= Augustus Thorndike =

Augustus Thorndike, M.D. (1896-1986), was the chief of surgery at Harvard University Health Service from 1931 to 1962 and a pioneer in sports medicine.

Thorndike served in World War I and was a 1919 graduate of Harvard College and a 1921 graduate of Harvard Medical School. He pioneered many advancements in sports medicine, including the rules that a physician must be present at every sports event and that a doctor must decide if an injured athlete should play. He also designed advanced equipment for football players and was the first to insist that hockey players wear helmets.

Thorndike began working at the Massachusetts General Hospital in 1921 as a general surgeon before also offering his medical services to the Harvard University Athletic Department in 1926. It was based upon his experiences working with athletes during this period that he determined there to be a specific need to improve medical care for athletes and later that specialization in the field was necessary. In 1938, Thorndike wrote America's first book on athletic injuries. He wrote two books, "Athletic Injuries" and "Manual of Bandaging, Strapping and Splinting".

One of the principal reasons for which Dr. Thorndike is regarded as a "pioneer" in the industry was his insistence that only a physician was qualified to determine whether an athlete was healthy enough to compete or play their sport and that this decision should not be left to coaches. He was the first to insist that hockey players wear helmets, introduced the idea of taping, and to design improved protective gear for football players.

Serving twenty-two months in the Pacific during World War II, he was chief of surgical services and commanding officer of the Harvard Unit, 105th General Hospital, the largest army hospital overseas.

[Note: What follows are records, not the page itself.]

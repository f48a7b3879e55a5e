//! Destination compatibility checks run before anything is created
//!
//! Besides failing fast on conflicts, validation fills
//! `targetAccountInformation`, which the picklist and field steps read.

use std::collections::HashMap;

use futures::future::try_join_all;
use log::{debug, info};

use crate::api::ArtifactRepository;
use crate::engine::Engine;
use crate::error::{MigrationError, MigrationResult};
use crate::models::{Picklist, PicklistTarget, ProcessPayload, TargetAccountInformation, WorkItemField};

pub struct PreImportValidator<'a, R> {
    repo: &'a R,
    engine: &'a Engine,
    overwrite_picklist: bool,
}

impl<'a, R: ArtifactRepository> PreImportValidator<'a, R> {
    pub fn new(repo: &'a R, engine: &'a Engine, overwrite_picklist: bool) -> Self {
        Self {
            repo,
            engine,
            overwrite_picklist,
        }
    }

    /// Checks run strictly in order: process, fields, picklists. The
    /// existence check is skipped when the destination process is deleted
    /// before creation.
    pub async fn validate(
        &self,
        payload: &mut ProcessPayload,
        skip_process_existence_check: bool,
    ) -> MigrationResult<()> {
        payload.target_account_information = Some(TargetAccountInformation::default());

        if !payload.process.is_derived() {
            return Err(MigrationError::Validation(
                "Only inherited process is supported to be imported.".to_string(),
            ));
        }

        if !skip_process_existence_check {
            self.engine
                .step(
                    "Validate process existence on target account",
                    self.validate_process(payload),
                )
                .await?;
        }

        let collection_fields = self
            .engine
            .step("Validate fields on target account", self.validate_fields(payload))
            .await?;

        let mapping = self
            .engine
            .step(
                "Validate picklists on target account",
                self.validate_picklists(payload, &collection_fields),
            )
            .await?;

        payload.target_account_information = Some(TargetAccountInformation {
            collection_fields,
            field_ref_name_to_picklist_id: mapping,
        });

        info!("Pre-import validation completed.");
        Ok(())
    }

    async fn validate_process(&self, payload: &ProcessPayload) -> MigrationResult<()> {
        let target_processes = self
            .engine
            .call("Get processes on target account", || self.repo.list_processes())
            .await
            .map_err(|e| known_or(e, "Failed to get processes on target account, check account url, token and token permission."))?;

        if target_processes
            .iter()
            .any(|process| process.name_matches(&payload.process.name))
        {
            return Err(MigrationError::Validation(
                "Process with same name already exists on target account.".to_string(),
            ));
        }

        Ok(())
    }

    async fn validate_fields(&self, payload: &ProcessPayload) -> MigrationResult<Vec<WorkItemField>> {
        let target_fields = self
            .engine
            .call("Get fields on target account", || self.repo.list_fields())
            .await
            .map_err(|e| known_or(e, "Failed to get fields on target account."))?;

        for source_field in &payload.fields {
            let source_type = source_field.field_type.as_destination_type(source_field.is_identity);

            let conflict = target_fields.iter().any(|target_field| {
                (target_field.reference_name == source_field.reference_name || target_field.name == source_field.name)
                    && target_field.field_type != source_type
                    && !(source_field.is_identity && target_field.is_identity)
            });

            if conflict {
                return Err(MigrationError::Validation(format!(
                    "Field in target Collection conflicts with '{}' field with a different reference name or type.",
                    source_field.name
                )));
            }
        }

        Ok(target_fields)
    }

    async fn validate_picklists(
        &self,
        payload: &ProcessPayload,
        collection_fields: &[WorkItemField],
    ) -> MigrationResult<HashMap<String, PicklistTarget>> {
        let target_picklists = self.target_picklists(payload, collection_fields).await?;
        let mut mapping = HashMap::new();

        for entry in &payload.wit_field_picklists {
            let field_ref_name = &entry.field_ref_name;
            let Some(target_picklist) = target_picklists.get(field_ref_name) else {
                // No list on the destination, import creates one
                continue;
            };

            if entry.picklist.matches_items(target_picklist) {
                mapping.insert(field_ref_name.clone(), PicklistTarget::NoAction);
                continue;
            }

            if !self.overwrite_picklist {
                return Err(MigrationError::Validation(format!(
                    "Picklist field {} exist on target account but have different items than source, set 'overwritePicklist' option to overwrite",
                    field_ref_name
                )));
            }

            let target_id = target_picklist.id.clone().ok_or_else(|| {
                MigrationError::Validation(format!(
                    "Picklist of field {} on target account has no id.",
                    field_ref_name
                ))
            })?;
            debug!("Picklist of field '{}' will be overwritten", field_ref_name);
            mapping.insert(field_ref_name.clone(), PicklistTarget::Existing(target_id));
        }

        Ok(mapping)
    }

    /// Destination picklists of the source's picklist fields, fetched concurrently
    async fn target_picklists(
        &self,
        payload: &ProcessPayload,
        fields: &[WorkItemField],
    ) -> MigrationResult<HashMap<String, Picklist>> {
        let lookups = fields.iter().filter_map(|field| {
            payload.picklist_for_field(&field.reference_name)?;
            let picklist_id = field.picklist_id.as_deref().filter(|_| field.is_picklist)?;
            Some(async move {
                let label = format!("Get picklist of field '{}' on target account", field.reference_name);
                let picklist = self
                    .engine
                    .call(&label, || self.repo.get_picklist(picklist_id))
                    .await
                    .map_err(|e| known_or(e, &format!("Failed to get picklist of field '{}' on target account.", field.reference_name)))?;
                Ok::<_, MigrationError>((field.reference_name.clone(), picklist))
            })
        });

        Ok(try_join_all(lookups).await?.into_iter().collect())
    }
}

/// Remote failures during validation are reported as validation failures
fn known_or(error: MigrationError, message: &str) -> MigrationError {
    if error.is_known() {
        return error;
    }

    log::error!("{}", error);
    MigrationError::Validation(message.to_string())
}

In 1945, he was awarded the Legion of Merit for his work on behalf of veterans. Thorndike also directed a program for the rehabilitation of the wounded after the war. From 1956 to 1959, Thorndike served as the sixteenth president of the Harvard Club of Boston. He retired from Harvard in 1962.

Dr. Thorndike's father, also named Augustus Thorndike (1863-1940), co-founded the Industrial School for Crippled and Deformed Children in Boston, MA in 1894 along with his colleague, Dr. Edward Bradford. It was the first school in the country for children with physical disabilities. The name was changed to Cotting School in the 1970s.